On a completely historical, FYI note: renege has been found in the written record since the 1500s, where it originally meant “renounce” or “abandon” It’s rooted in the Latin negare, “to deny,” related to the word negative. Since the late 1600s, the word has been especially associated with card-playing, where it refers to a failure to follow a suit in trump games like Bridge, Spades, or Euchre.
Today though, due to its pronunciation, many have confused renege as related to the N word. It isn’t, but that hasn’t stopped racist applications of the word.

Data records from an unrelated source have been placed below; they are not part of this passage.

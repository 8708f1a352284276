//! Graph construction and execution for the answer workflow.
//!
//! A workflow is a set of named nodes joined by static and conditional
//! edges from a virtual `Start` to a virtual `End`. Execution is
//! sequential: one node runs per step, its partial update is merged, and
//! the outgoing edge of the node decides the successor.

use std::fmt;
use std::sync::Arc;

use rustc_hash::FxHashMap;
use thiserror::Error;
use tracing::debug;

use super::node::{Node, NodeContext, NodeError};
use super::state::AgentState;

/// Ceiling on steps per run; trips only if a conditional edge loops
/// without making progress.
const MAX_STEPS: u64 = 16;

/// Identifies a node within the workflow graph.
///
/// `Start` and `End` are virtual endpoints: they carry edges but never
/// execute.
#[derive(Clone, Debug, PartialEq, Eq, Hash)]
pub enum NodeKind {
    Start,
    End,
    Custom(String),
}

impl fmt::Display for NodeKind {
    fn fmt(&self, f: &mut fmt::Formatter<'_>) -> fmt::Result {
        match self {
            Self::Start => write!(f, "Start"),
            Self::End => write!(f, "End"),
            Self::Custom(name) => write!(f, "{name}"),
        }
    }
}

impl From<&str> for NodeKind {
    fn from(s: &str) -> Self {
        match s {
            "Start" => NodeKind::Start,
            "End" => NodeKind::End,
            other => NodeKind::Custom(other.to_string()),
        }
    }
}

/// Predicate deciding the successor node from the merged state.
pub type EdgePredicate = Arc<dyn Fn(&AgentState) -> NodeKind + Send + Sync>;

/// Errors raised while compiling or running a workflow graph.
#[derive(Debug, Error)]
pub enum WorkflowError {
    /// An edge references a node that was never registered.
    #[error("edge references unknown node: {0}")]
    UnknownNode(String),

    /// `Start` has no outgoing edge.
    #[error("graph has no edge out of Start")]
    NoEntry,

    /// A node has no outgoing edge and is not `End`.
    #[error("no edge out of node: {0}")]
    DanglingNode(String),

    /// The run exceeded the step ceiling.
    #[error("workflow exceeded {MAX_STEPS} steps without reaching End")]
    StepLimit,

    /// A node failed fatally.
    #[error(transparent)]
    Node(#[from] NodeError),
}

/// Builder for workflow graphs.
#[derive(Default)]
pub struct GraphBuilder {
    nodes: FxHashMap<NodeKind, Arc<dyn Node>>,
    edges: FxHashMap<NodeKind, NodeKind>,
    conditional_edges: FxHashMap<NodeKind, EdgePredicate>,
}

impl GraphBuilder {
    #[must_use]
    pub fn new() -> Self {
        Self::default()
    }

    /// Register a node. `Start` and `End` are virtual and ignored here.
    #[must_use]
    pub fn add_node(mut self, id: NodeKind, node: impl Node + 'static) -> Self {
        match id {
            NodeKind::Start | NodeKind::End => {
                tracing::warn!(%id, "ignoring registration of virtual node kind");
            }
            _ => {
                self.nodes.insert(id, Arc::new(node));
            }
        }
        self
    }

    /// Add an unconditional edge.
    #[must_use]
    pub fn add_edge(mut self, from: NodeKind, to: NodeKind) -> Self {
        self.edges.insert(from, to);
        self
    }

    /// Add a conditional edge; it takes precedence over any unconditional
    /// edge out of the same node.
    #[must_use]
    pub fn add_conditional_edge(mut self, from: NodeKind, predicate: EdgePredicate) -> Self {
        self.conditional_edges.insert(from, predicate);
        self
    }

    /// Validate the topology and produce an executable [`App`].
    pub fn compile(self) -> Result<App, WorkflowError> {
        if !self.edges.contains_key(&NodeKind::Start)
            && !self.conditional_edges.contains_key(&NodeKind::Start)
        {
            return Err(WorkflowError::NoEntry);
        }
        for (from, to) in &self.edges {
            for kind in [from, to] {
                if let NodeKind::Custom(_) = kind {
                    if !self.nodes.contains_key(kind) {
                        return Err(WorkflowError::UnknownNode(kind.to_string()));
                    }
                }
            }
        }
        for kind in self.nodes.keys() {
            if !self.edges.contains_key(kind) && !self.conditional_edges.contains_key(kind) {
                return Err(WorkflowError::DanglingNode(kind.to_string()));
            }
        }
        Ok(App {
            nodes: self.nodes,
            edges: self.edges,
            conditional_edges: self.conditional_edges,
        })
    }
}

/// A compiled, executable workflow.
pub struct App {
    nodes: FxHashMap<NodeKind, Arc<dyn Node>>,
    edges: FxHashMap<NodeKind, NodeKind>,
    conditional_edges: FxHashMap<NodeKind, EdgePredicate>,
}

impl App {
    /// Run the workflow to completion, returning the final state.
    pub async fn invoke(&self, mut state: AgentState) -> Result<AgentState, WorkflowError> {
        let mut current = self.successor(&NodeKind::Start, &state)?;
        let mut step: u64 = 0;

        while current != NodeKind::End {
            step += 1;
            if step > MAX_STEPS {
                return Err(WorkflowError::StepLimit);
            }

            let node = self
                .nodes
                .get(&current)
                .ok_or_else(|| WorkflowError::UnknownNode(current.to_string()))?;
            debug!(node = %current, step, "executing workflow node");

            let ctx = NodeContext {
                node_id: current.to_string(),
                step,
            };
            let partial = node.run(state.clone(), ctx).await?;
            state.apply(partial);

            current = self.successor(&current, &state)?;
        }

        Ok(state)
    }

    fn successor(&self, from: &NodeKind, state: &AgentState) -> Result<NodeKind, WorkflowError> {
        if let Some(predicate) = self.conditional_edges.get(from) {
            let target = predicate(state);
            debug!(from = %from, to = %target, "conditional routing");
            return Ok(target);
        }
        self.edges
            .get(from)
            .cloned()
            .ok_or_else(|| WorkflowError::DanglingNode(from.to_string()))
    }
}

#[cfg(test)]
mod tests {
    use super::*;
    use crate::workflow::node::NodePartial;
    use async_trait::async_trait;

    struct MarkNode(&'static str);

    #[async_trait]
    impl Node for MarkNode {
        async fn run(
            &self,
            snapshot: AgentState,
            _ctx: NodeContext,
        ) -> Result<NodePartial, NodeError> {
            let mut answer = snapshot.answer.unwrap_or_default();
            answer.push_str(self.0);
            Ok(NodePartial::new().with_answer(answer))
        }
    }

    #[tokio::test]
    async fn linear_graph_runs_in_order() {
        let app = GraphBuilder::new()
            .add_node(NodeKind::from("a"), MarkNode("a"))
            .add_node(NodeKind::from("b"), MarkNode("b"))
            .add_edge(NodeKind::Start, NodeKind::from("a"))
            .add_edge(NodeKind::from("a"), NodeKind::from("b"))
            .add_edge(NodeKind::from("b"), NodeKind::End)
            .compile()
            .unwrap();

        let out = app.invoke(AgentState::new("q", "sys")).await.unwrap();
        assert_eq!(out.answer.as_deref(), Some("ab"));
    }

    #[tokio::test]
    async fn conditional_edge_routes_on_state() {
        let app = GraphBuilder::new()
            .add_node(NodeKind::from("a"), MarkNode("a"))
            .add_node(NodeKind::from("skip"), MarkNode("never"))
            .add_edge(NodeKind::Start, NodeKind::from("a"))
            .add_conditional_edge(
                NodeKind::from("a"),
                Arc::new(|state: &AgentState| {
                    if state.answer.as_deref() == Some("a") {
                        NodeKind::End
                    } else {
                        NodeKind::from("skip")
                    }
                }),
            )
            .add_edge(NodeKind::from("skip"), NodeKind::End)
            .compile()
            .unwrap();

        let out = app.invoke(AgentState::new("q", "sys")).await.unwrap();
        assert_eq!(out.answer.as_deref(), Some("a"));
    }

    #[tokio::test]
    async fn unbounded_loop_trips_step_limit() {
        let app = GraphBuilder::new()
            .add_node(NodeKind::from("a"), MarkNode("a"))
            .add_edge(NodeKind::Start, NodeKind::from("a"))
            .add_edge(NodeKind::from("a"), NodeKind::from("a"))
            .compile()
            .unwrap();

        let err = app.invoke(AgentState::new("q", "sys")).await.unwrap_err();
        assert!(matches!(err, WorkflowError::StepLimit));
    }

    #[test]
    fn compile_rejects_edges_to_unknown_nodes() {
        let result = GraphBuilder::new()
            .add_node(NodeKind::from("a"), MarkNode("a"))
            .add_edge(NodeKind::Start, NodeKind::from("missing"))
            .add_edge(NodeKind::from("a"), NodeKind::End)
            .compile();
        assert!(matches!(result, Err(WorkflowError::UnknownNode(_))));
    }

    #[test]
    fn compile_requires_an_entry_edge() {
        let result = GraphBuilder::new()
            .add_node(NodeKind::from("a"), MarkNode("a"))
            .add_edge(NodeKind::from("a"), NodeKind::End)
            .compile();
        assert!(matches!(result, Err(WorkflowError::NoEntry)));
    }
}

Renig rose to prominence during the 2012 presidential campaign slurring the re-election of Barack Obama. In March that year, the website Stickatude.com sold a bumper sticker with the phrase “Don’t renig in 2012,” featuring a crossed-out image of Obama’s campaign logo for the 0 in 2012. Stickatude.com owner Paula Smith argued that the phrase wasn’t racist—something she also said of the N word itself. Still, Smith removed the bumper sticker. A comedian on the late-night talk show Conan mocked the ignorance of renig, joking that the bumper sticker properly endorses Obama, as don’t renege literally means “don’t go back on something.”
Who uses renig?
Renig is a common misspelling of renege, and it is used widely and colloquially for “flaking,” “backing out,” or “changing one’s mind” (e.g., He reneged on his New Year’s resolution, the athlete reneged on his contract, or my date reneged on our plans).
Renege is also seen in political contexts (e.g., the governor reneged on her pledge to cut taxes).
The verb is still especially heard in card games when a player fails to play the controlling suit of a hand. In the game Euchre, for instance, players may shout “Renege!” upon an instance of it, immediately resulting in a re-deal or loss.
Be very mindful some may mistake renig for the N word, a phenomenon similarly encountered with niggardly.